Quand mes hommes et femmes de l’ombre, entre autres lectures, inspirent Martine Digard, écrivaine et chroniqueuse bretonne…
Être en prison. Être. Le 14 Décembre 2025 a été célébré à Rome le Jubilé des détenus. Le Pape a proclamé : « Que personne ne soit perdu ! Que tous soient sauvés ! » Les évêques, eux, la semaine qui a suivi, ont rencontré des prisonniers, et ont employé plusieurs fois le mot Espérance. Quant à moi, «par hasard», j’ai retrouvé, au même moment, le livre de Delphine Dhombres, visiteuse de prison, Hommes de l’ombre, dans un carton à part.
Et la semaine d’après Prof chez les taulards d’Aude Siméon, perdu dans mes livres.
Être en prison. Qu’ils le provoquent ou qu’ils le subissent, vivre en prison, notamment en maison d’arrêt, est un enfer. Les conditions, on le sait, sont de vraies punitions et ne facilitent pas l’Espérance : matelas entre deux lits à étages, toilettes indiscrètes, promenades sans une herbe, dans une cour entourée de murs, violences des uns, trafics, menaces des autres, d’où suspicion sans cesse et épuisement des surveillants, surpopulation ou isolement total…
C’est la galère : attente. Attente. Attente d’une éventuelle remise de peine ou de la fin d’un procès. Aucune nouvelle. L’avenir blanc. Et la nuit ? Avec la lumière éblouissante toutes les 45 minutes, pour être bien surveillés. Et nous, on dit : « Qu’est-ce que c’est que vingt ans de prison ? » VINGT ans ! Pas trois semaines !!! Je sais on va me dire, c’est normal, ils ont tué. Vingt ans, où certains souffrent de mauvaise conscience, de haine de soi. D’autres, oui, sont inflexibles. Le mot « amour » n’a jamais existé pour eux. Et là-dessus, au bout de ce temps éternel, la sortie ! Âge : 65 ans au moins, où vont-ils aller ? Sous le pont ? Pour faire quoi ? Pas de métier ! Trop tard ! Là, la prison, c’est presque mieux. Il y en a qui supplient d’y rester. D’autres sortent plus jeunes et ils retombent. Même s’ils ne le voulaient pas.
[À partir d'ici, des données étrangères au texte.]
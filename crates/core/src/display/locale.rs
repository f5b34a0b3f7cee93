//! Display locale presets.

use serde::{Deserialize, Serialize};

use crate::error::AmountError;

/// Separator presets for supported display locales.
///
/// A locale only drives the decimal and grouping separators; sign and
/// symbol placement are fixed by the amount templates. The default locale
/// is `it_IT`.
#[derive(Debug, Clone, Copy, Default, PartialEq, Eq, Hash, Serialize, Deserialize)]
pub enum Locale {
    /// Italian (Italy): comma decimal, dot grouping.
    #[default]
    #[serde(rename = "it_IT")]
    ItIt,
    /// English (United States): dot decimal, comma grouping.
    #[serde(rename = "en_US")]
    EnUs,
    /// German (Germany): comma decimal, dot grouping.
    #[serde(rename = "de_DE")]
    DeDe,
    /// French (France): comma decimal, narrow no-break space grouping.
    #[serde(rename = "fr_FR")]
    FrFr,
}

impl Locale {
    /// Returns the decimal separator.
    #[must_use]
    pub const fn decimal_separator(&self) -> char {
        match self {
            Self::ItIt | Self::DeDe | Self::FrFr => ',',
            Self::EnUs => '.',
        }
    }

    /// Returns the grouping separator (groups of three digits).
    #[must_use]
    pub const fn grouping_separator(&self) -> char {
        match self {
            Self::ItIt | Self::DeDe => '.',
            Self::EnUs => ',',
            Self::FrFr => '\u{202f}',
        }
    }
}

impl std::fmt::Display for Locale {
    fn fmt(&self, f: &mut std::fmt::Formatter<'_>) -> std::fmt::Result {
        let name = match self {
            Self::ItIt => "it_IT",
            Self::EnUs => "en_US",
            Self::DeDe => "de_DE",
            Self::FrFr => "fr_FR",
        };
        f.write_str(name)
    }
}

impl std::str::FromStr for Locale {
    type Err = AmountError;

    fn from_str(s: &str) -> Result<Self, Self::Err> {
        match s.replace('-', "_").to_lowercase().as_str() {
            "it_it" => Ok(Self::ItIt),
            "en_us" => Ok(Self::EnUs),
            "de_de" => Ok(Self::DeDe),
            "fr_fr" => Ok(Self::FrFr),
            _ => Err(AmountError::UnknownLocale(s.to_string())),
        }
    }
}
Je garderai de mes lectures, deux témoignages émouvants. Joie d’un jeune taulard après un cours de « la prof » Aude Siméon : « Moi, en tout cas, pendant tout ce cours, j’ai oublié que j’étais en prison ! »(1) Et l’histoire d’une femme rencontrée et écoutée par Delphine. « Face à moi, la douceur incarnée », dit la visiteuse. La femme sourit, tricote, récite un jour le psaume 22 : « Le Seigneur est mon berger / Je ne manque de rien / Sur des prés d’herbes fraîches / il me fait reposer ». Puis parle un jour de ses quatre filles tant aimées, de ses deux maris, le deuxième brutal, alcoolique, « il me battait » et elle devient alcoolique ; elle dit : « Enfant, abandonnée, je n’ai jamais connu que la DASS, des familles de passages… Et puis, la fin, Mes deux petites filles – la prunelle de mes yeux » et trois mots : « décédées / étouffées / tu-ées »(2). Émotion.
Être en prison. Être. Espérance. Le Seigneur est mon berger.
Martine Digard
21 12 2025 pour Février 2026
1 Aude Siméon Prof chez les taulards, Ed.Glyphe, 2012.
2 Delphine Dhombres Hommes de l’ombre, Ed. Nouvelle Cité, 2019.